* **Your task**
Output only the lines below that start at the line containing "use chrono::NaiveDate;" and end at the line containing "fn render_vacations_as_text_table(quote: &Quote)", with both ends kept.

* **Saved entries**
-*-*-
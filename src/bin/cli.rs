use chrono::NaiveDate;
use std::io::{self, Write};
use std::str::FromStr;
use vacation_quote::{
    Client, DocumentRenderer, HolidayPrecedence, PauseAllocation, Quote, QuoteDocument, QuoteItem,
    TextRenderer, VacationEntry, export_vacation_lines_to_csv, format_chf, load_quote_from_csv,
    load_quote_from_json, load_settings_from_json, save_quote_to_csv, save_quote_to_json,
    save_settings_to_json, serde_time, telemetry,
};

fn render_vacations_as_text_table(quote: &Quote) -> String {
    let lines = match quote.vacation_lines() {
        Ok(lines) => lines,
        Err(e) => return format!("Calculation error: {e}"),
    };
    if lines.is_empty() {
        return "(no vacations)".to_string();
    }

    let header = [
        "id", "start", "end", "canton", "agent", "rate", "pause", "normal", "night", "sunday",
        "holiday", "total", "ht",
    ];
    let rows: Vec<Vec<String>> = lines
        .iter()
        .map(|line| {
            let entry = &line.entry;
            let b = &line.breakdown;
            let pause = match (entry.pause_minutes, entry.pause_paid) {
                (0, _) => String::new(),
                (minutes, true) => format!("{minutes}p"),
                (minutes, false) => minutes.to_string(),
            };
            vec![
                entry.id.to_string(),
                entry.start().format("%Y-%m-%d %H:%M").to_string(),
                entry.end().format("%Y-%m-%d %H:%M").to_string(),
                entry.canton.clone(),
                entry.agent_type.clone(),
                format!("{:.2}", entry.rate_chf_h),
                pause,
                format!("{:.2}", b.hours_normal),
                format!("{:.2}", b.hours_night),
                format!("{:.2}", b.hours_sunday),
                format!("{:.2}", b.hours_holiday),
                format!("{:.2}", b.hours_total),
                format!("{:.2}", b.line_ht),
            ]
        })
        .collect();

    let mut widths: Vec<usize> = header.iter().map(|h| h.len()).collect();
    for row in &rows {
        for (ci, cell) in row.iter().enumerate() {
            widths[ci] = widths[ci].max(cell.chars().count());
        }
    }

    let mut out = String::new();
    let header_line: Vec<String> = header
        .iter()
        .enumerate()
        .map(|(ci, h)| format!("{:<width$}", h, width = widths[ci]))
        .collect();
    out.push_str(&header_line.join(" | "));
    out.push('\n');
    let sep: Vec<String> = widths.iter().map(|w| "-".repeat(*w)).collect();
    out.push_str(&sep.join("-+-"));
    for row in rows {
        out.push('\n');
        let cells: Vec<String> = row
            .iter()
            .enumerate()
            .map(|(ci, cell)| format!("{:<width$}", cell, width = widths[ci]))
            .collect();
        out.push_str(&cells.join(" | "));
    }
    out
}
-*-*-
* **Task result**
use chrono::NaiveDate;
use std::io::{self, Write};
use std::str::FromStr;
use vacation_quote::{
    Client, DocumentRenderer, HolidayPrecedence, PauseAllocation, Quote, QuoteDocument, QuoteItem,
    TextRenderer, VacationEntry, export_vacation_lines_to_csv, format_chf, load_quote_from_csv,
    load_quote_from_json, load_settings_from_json, save_quote_to_csv, save_quote_to_json,
    save_settings_to_json, serde_time, telemetry,
};

fn render_vacations_as_text_table(quote: &Quote) -> String {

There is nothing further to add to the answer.